PROVIDED INFORMATION below:
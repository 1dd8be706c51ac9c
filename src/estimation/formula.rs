//! Quantity formula evaluation.
//!
//! A formula is a small arithmetic expression over named line inputs, such as
//! `area/100` or `(length * width) / 9`. Evaluation happens in two steps:
//!
//! 1. Every whole-word occurrence of an input name is replaced with the
//!    input's numeric literal.
//! 2. The remaining text must be pure arithmetic (numbers, `+ - * /`,
//!    parentheses, whitespace). It is tokenized and parsed by a recursive
//!    descent parser; nothing else is ever executed.
//!
//! Arithmetic runs on `Decimal` with checked operations. Division by zero or
//! overflow makes the result non-finite, which evaluates to zero.

use std::collections::HashMap;
use std::str::FromStr;

use regex::{NoExpand, Regex};
use rust_decimal::Decimal;

use crate::error::FormulaError;

/// Evaluate `formula` against `inputs`.
pub fn evaluate(formula: &str, inputs: &HashMap<String, Decimal>) -> Result<Decimal, FormulaError> {
    let substituted = substitute(formula, inputs)?;

    if let Some(identifier) = first_identifier(&substituted) {
        return Err(invalid(formula, format!("unknown identifier '{}'", identifier)));
    }

    let tokens = tokenize(&substituted).map_err(|reason| invalid(formula, reason))?;
    let expr = Parser::new(&tokens)
        .parse()
        .map_err(|reason| invalid(formula, reason))?;

    Ok(expr.eval().unwrap_or(Decimal::ZERO))
}

/// Scale a quantity by a waste allowance. `waste_pct` is a fraction and is
/// applied as given, including negative values. `None` on overflow.
pub fn apply_waste(qty: Decimal, waste_pct: Decimal) -> Option<Decimal> {
    Decimal::ONE
        .checked_add(waste_pct)
        .and_then(|scale| qty.checked_mul(scale))
}

fn invalid(formula: &str, reason: impl Into<String>) -> FormulaError {
    FormulaError::InvalidFormula {
        formula: formula.to_string(),
        reason: reason.into(),
    }
}

/// Replace whole-word input names with their values.
fn substitute(formula: &str, inputs: &HashMap<String, Decimal>) -> Result<String, FormulaError> {
    let mut keys: Vec<&String> = inputs.keys().collect();
    // Longest first so the output does not depend on map iteration order.
    keys.sort_by(|a, b| b.len().cmp(&a.len()).then_with(|| a.cmp(b)));

    let mut text = formula.to_string();
    for key in keys {
        if key.is_empty() {
            continue;
        }
        let pattern = Regex::new(&format!(r"\b{}\b", regex::escape(key)))
            .map_err(|e| invalid(formula, format!("bad input name '{}': {}", key, e)))?;
        let value = inputs[key];
        let literal = if value.is_sign_negative() && !value.is_zero() {
            format!("({})", value)
        } else {
            value.to_string()
        };
        text = pattern.replace_all(&text, NoExpand(&literal)).into_owned();
    }
    Ok(text)
}

/// First alphabetic word left after substitution, if any.
fn first_identifier(text: &str) -> Option<String> {
    let start = text.find(|c: char| c.is_alphabetic())?;
    let word: String = text[start..]
        .chars()
        .take_while(|c| c.is_alphanumeric() || *c == '_')
        .collect();
    Some(word)
}

#[derive(Debug, Clone, PartialEq)]
enum Token {
    Number(Decimal),
    Plus,
    Minus,
    Star,
    Slash,
    LParen,
    RParen,
}

fn tokenize(text: &str) -> Result<Vec<Token>, String> {
    let mut tokens = Vec::new();
    let chars: Vec<char> = text.chars().collect();
    let mut i = 0;

    while i < chars.len() {
        let c = chars[i];
        match c {
            c if c.is_whitespace() => {
                i += 1;
            }
            '+' => {
                tokens.push(Token::Plus);
                i += 1;
            }
            '-' => {
                tokens.push(Token::Minus);
                i += 1;
            }
            '*' => {
                tokens.push(Token::Star);
                i += 1;
            }
            '/' => {
                tokens.push(Token::Slash);
                i += 1;
            }
            '(' => {
                tokens.push(Token::LParen);
                i += 1;
            }
            ')' => {
                tokens.push(Token::RParen);
                i += 1;
            }
            c if c.is_ascii_digit() || c == '.' => {
                let start = i;
                while i < chars.len() && (chars[i].is_ascii_digit() || chars[i] == '.') {
                    i += 1;
                }
                let literal: String = chars[start..i].iter().collect();
                tokens.push(Token::Number(parse_number(&literal)?));
            }
            other => return Err(format!("unexpected character '{}'", other)),
        }
    }

    if tokens.is_empty() {
        return Err("empty formula".to_string());
    }
    Ok(tokens)
}

fn parse_number(literal: &str) -> Result<Decimal, String> {
    if literal.matches('.').count() > 1 || literal == "." {
        return Err(format!("malformed number '{}'", literal));
    }
    let normalized = match (literal.starts_with('.'), literal.ends_with('.')) {
        (true, _) => format!("0{}", literal),
        (false, true) => literal.trim_end_matches('.').to_string(),
        _ => literal.to_string(),
    };
    Decimal::from_str(&normalized).map_err(|e| format!("malformed number '{}': {}", literal, e))
}

#[derive(Debug)]
enum Expr {
    Number(Decimal),
    Neg(Box<Expr>),
    Binary(BinOp, Box<Expr>, Box<Expr>),
}

#[derive(Debug, Clone, Copy)]
enum BinOp {
    Add,
    Sub,
    Mul,
    Div,
}

impl Expr {
    /// `None` when the result is not finite.
    fn eval(&self) -> Option<Decimal> {
        match self {
            Expr::Number(n) => Some(*n),
            Expr::Neg(inner) => inner.eval().map(|v| -v),
            Expr::Binary(op, lhs, rhs) => {
                let (a, b) = (lhs.eval()?, rhs.eval()?);
                match op {
                    BinOp::Add => a.checked_add(b),
                    BinOp::Sub => a.checked_sub(b),
                    BinOp::Mul => a.checked_mul(b),
                    BinOp::Div => a.checked_div(b),
                }
            }
        }
    }
}

/// Grammar:
///
/// ```text
/// expr   := term (('+' | '-') term)*
/// term   := factor (('*' | '/') factor)*
/// factor := ('+' | '-') factor | NUMBER | '(' expr ')'
/// ```
struct Parser<'a> {
    tokens: &'a [Token],
    pos: usize,
}

impl<'a> Parser<'a> {
    fn new(tokens: &'a [Token]) -> Self {
        Self { tokens, pos: 0 }
    }

    fn parse(mut self) -> Result<Expr, String> {
        let expr = self.expr()?;
        match self.peek() {
            None => Ok(expr),
            Some(token) => Err(format!("unexpected {:?} at position {}", token, self.pos)),
        }
    }

    fn peek(&self) -> Option<&Token> {
        self.tokens.get(self.pos)
    }

    fn next(&mut self) -> Option<&Token> {
        let token = self.tokens.get(self.pos);
        self.pos += 1;
        token
    }

    fn expr(&mut self) -> Result<Expr, String> {
        let mut lhs = self.term()?;
        loop {
            let op = match self.peek() {
                Some(Token::Plus) => BinOp::Add,
                Some(Token::Minus) => BinOp::Sub,
                _ => return Ok(lhs),
            };
            self.pos += 1;
            let rhs = self.term()?;
            lhs = Expr::Binary(op, Box::new(lhs), Box::new(rhs));
        }
    }

    fn term(&mut self) -> Result<Expr, String> {
        let mut lhs = self.factor()?;
        loop {
            let op = match self.peek() {
                Some(Token::Star) => BinOp::Mul,
                Some(Token::Slash) => BinOp::Div,
                _ => return Ok(lhs),
            };
            self.pos += 1;
            let rhs = self.factor()?;
            lhs = Expr::Binary(op, Box::new(lhs), Box::new(rhs));
        }
    }

    fn factor(&mut self) -> Result<Expr, String> {
        match self.next().cloned() {
            Some(Token::Plus) => self.factor(),
            Some(Token::Minus) => Ok(Expr::Neg(Box::new(self.factor()?))),
            Some(Token::Number(n)) => Ok(Expr::Number(n)),
            Some(Token::LParen) => {
                let inner = self.expr()?;
                match self.next() {
                    Some(Token::RParen) => Ok(inner),
                    _ => Err("missing closing parenthesis".to_string()),
                }
            }
            Some(token) => Err(format!("unexpected {:?}", token)),
            None => Err("unexpected end of formula".to_string()),
        }
    }
}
End of PROVIDED INFORMATION.
Each line above that includes "substituted" should be shown.

• _WRITTEN RESPONSE_:
    let substituted = substitute(formula, inputs)?;
    if let Some(identifier) = first_identifier(&substituted) {
    let tokens = tokenize(&substituted).map_err(|reason| invalid(formula, reason))?;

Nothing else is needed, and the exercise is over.